Wednesday, August 31, 2005

Civilised, Moderate Men

The audience for this blog, I have decided, consists of "...civilised, moderate men, whose opinions seldom transgress the limits which can be found within the pages of the two quality Sunday newspapers or the reputable literary weeklies. Their views on man, society, God or nature are unlikely to be much further left than the New Statesman or further right than the Spectator: the spectrum between the Sunday Times and the Observer will generally accomodate their opinions."---Ernest Gellner, The Legitimation of Belief, p. 139.

"If for instance I discover, at the last moment, that the train which I have been counting on to reach home is no longer running, this is a considerable inconvenience---but, without claiming any remarkable imperturbability, I can say that my general composure remains unaffected. If, on the other hand, a man is convinced one day that the identity of his parents is other than he had been brought up to believe; or that the political movement he had supported all his life is in fact criminal and immoral; or that the interpretation of recent history officially put forward by his nation is fraudulent---discoveries or conversions of this kind cannot leave him unmoved. So much else is implicated in these crucial, favoured, and entrenched convictions that if they go, much else also topples."---p. 164.

"What is crucial is the contrast between a world in which unwanted falsification (hurtful to the pervasive and entrenched myth) can hardly occur, and a rational or scientific one in which it can. The idea of criticism ... cannot really characterise or define this difference. A closed world can allow 'criticism' yet be adequately endowed with devices for ensuring that criticism will be silenced, that falsification will be evaded, in its own internal courts of appeal."---p. 175.

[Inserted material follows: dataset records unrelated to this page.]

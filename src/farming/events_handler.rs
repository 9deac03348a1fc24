//! Handlers for cross-domain events: DayEndEvent, WeatherChangedEvent.
//!
//! The world domain rolls the next day's weather before `FarmingSet::Weather`
//! runs, so `WeatherState` already describes the new day when these read it.
//! That is what `on_day_end` wants: the ended day's water is used for growth
//! first, then dropped, then the new day's rain is applied.

use bevy::prelude::*;

use crate::shared::*;
use super::controller::Cultivation;

// ─────────────────────────────────────────────────────────────────────────────
// Day End
// ─────────────────────────────────────────────────────────────────────────────

/// Overnight: grow every crop once on the old day's water, dry the field, and
/// let the new day's rain soak it again.
pub fn on_day_end(
    mut day_end_events: EventReader<DayEndEvent>,
    mut cultivation: Cultivation,
) {
    for event in day_end_events.read() {
        let grown = cultivation.grow_all_crops();
        cultivation.remove_water();

        let rained = if cultivation.is_raining() {
            cultivation.water_all()
        } else {
            0
        };

        info!(
            "[Farming] Day {} ended: {} crop(s) grew, {} cell(s) wet from rain",
            event.day, grown, rained
        );
    }
}

// ─────────────────────────────────────────────────────────────────────────────
// Weather
// ─────────────────────────────────────────────────────────────────────────────

pub fn on_weather_change(
    mut weather_events: EventReader<WeatherChangedEvent>,
    mut cultivation: Cultivation,
) {
    for event in weather_events.read() {
        if event.raining {
            let wetted = cultivation.water_all();
            info!("[Farming] Rain started; {} cell(s) wetted", wetted);
        } else {
            cultivation.remove_water();
            info!("[Farming] Rain stopped; soil dried out");
        }
    }
}

/// Keeps soil tilled during a shower wet without waiting for the next tick.
pub fn water_while_raining(mut cultivation: Cultivation) {
    if !cultivation.is_raining() {
        return;
    }
    let wetted = cultivation.water_all();
    if wetted > 0 {
        debug!("[Farming] Rain wetted {} fresh cell(s)", wetted);
    }
}
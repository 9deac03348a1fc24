//! Harvest system — player picks mature crops.

use bevy::prelude::*;

use crate::shared::*;
use super::controller::Cultivation;

pub fn handle_harvest_attempt(
    mut harvest_events: EventReader<HarvestAttemptEvent>,
    mut cultivation: Cultivation,
) {
    for event in harvest_events.read() {
        if cultivation.harvest(event.target).is_some() {
            cultivation.play_sfx("harvest");
        }
    }
}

The purpose of this blog is to remind those civilised, moderate men that: "Well, the truth about this world is that our inherited ideas are sometimes viable and sometimes not, and that intellectual crises occur when some important part of them is unacceptable."---p. 146.

Monday, August 29, 2005

This Blog

I note for posterity the fact that this blog is quite untypical. In particular, it is intended as more of a webpage than a blog. That is because of my peculiar disinclination to speak when I have nothing to say.

In my humble opinion, the twenty-first century does not need a Pepys. And even if it did, there are many others better suited to the job than I.

What this means for readers, should there eventually be some, is that a new entry is not to be expected every day, or every anything. This is a serial, not a periodical, and new material will appear when it is ready. Since this often means: when I have finished another book or two, readers are advised not to hold their breath.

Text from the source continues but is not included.